Verein der vereinigten polnischen katholischen Roma
Verein zur Förderung von Kultur und Handwerk – Sinti-Werkstatt Landau
Staatsvertrag mit dem Freistaat Bayern
Am 20. Februar 2018 unterzeichnete der bayerische MinisterpräsidentHorst Seehofer einen Vertrag mit dem Verband Deutscher Sinti und Roma, dem bayerischen Landesverband des Zentralrats. Knapp drei Jahre nach einem einstimmigen Beschluss des Bayerischen Landtags erfüllte die Staatsregierung den Auftrag. Für den Verband Deutscher Sinti und Roma unterschrieb der Landesvorsitzende Erich Schneeberger. Mit dem Vertrag sollen das Geschichtsbewusstsein im Bundesland sowie die Aufklärung über und die Förderung von Toleranz gegenüber Minderheiten in den Mittelpunkt öffentlicher Aufmerksamkeit gerückt werden. Darüber hinaus regelt der Vertrag eine finanzielle Förderung des Verbandes durch die Staatsregierung neu. Bislang waren die Zuweisungen des Landes an den Verband freiwillige Leistungen, in Zukunft eine Vertragspflicht. Über die Höhe der Zuwendungen gab es zunächst keine Angaben.
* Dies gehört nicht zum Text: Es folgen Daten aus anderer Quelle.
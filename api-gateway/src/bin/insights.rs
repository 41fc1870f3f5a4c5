//! Insights Lambda - Serves the precomputed dashboard summary.
//!
//! No upstream call and no credential; the summary is recomputed offline
//! when the source CSVs are refreshed.

use lambda_http::http::Method;
use lambda_http::{run, service_fn, Body, Error, Request, Response};
use serde::Serialize;
use shared::http::{error_response, json_response, preflight_response};
use tracing_subscriber::EnvFilter;

#[derive(Debug, Serialize)]
struct InsightsSummary {
    total_enrolments: u64,
    top_state: &'static str,
    trend: &'static str,
    prediction_2027: u64,
}

const SUMMARY: InsightsSummary = InsightsSummary {
    total_enrolments: 1_450_000,
    top_state: "Maharashtra",
    trend: "Increasing",
    prediction_2027: 1_600_000,
};

async fn handler(event: Request) -> Result<Response<Body>, Error> {
    if event.method() == Method::OPTIONS {
        return preflight_response();
    }
    if event.method() != Method::GET {
        return error_response(
            405,
            true,
            format!("{} is not allowed; use GET", event.method()),
            None,
        );
    }
    json_response(200, true, &SUMMARY)
}

#[tokio::main]
async fn main() -> Result<(), Error> {
    tracing_subscriber::fmt()
        .with_env_filter(EnvFilter::from_default_env())
        .json()
        .init();

    run(service_fn(handler)).await
}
Der Vertragsabschluss sei für die Sinti und Roma „von zentraler Bedeutung“ und habe großen Einfluss auf ihre Gleichstellung sowie den Erhalt ihrer Kultur und Tradition, sagte Schneeberger. „Mit der Vertragsunterzeichnung setzen wir ein historisches Zeichen“, äußerte Seehofer. Bayern bekennt sich damit zu seiner politisch-historischen Verantwortung gegenüber den Sinti und Roma, die lange Zeit zu den vergessenen Opfern der nationalsozialistischen Gewaltherrschaft zählten.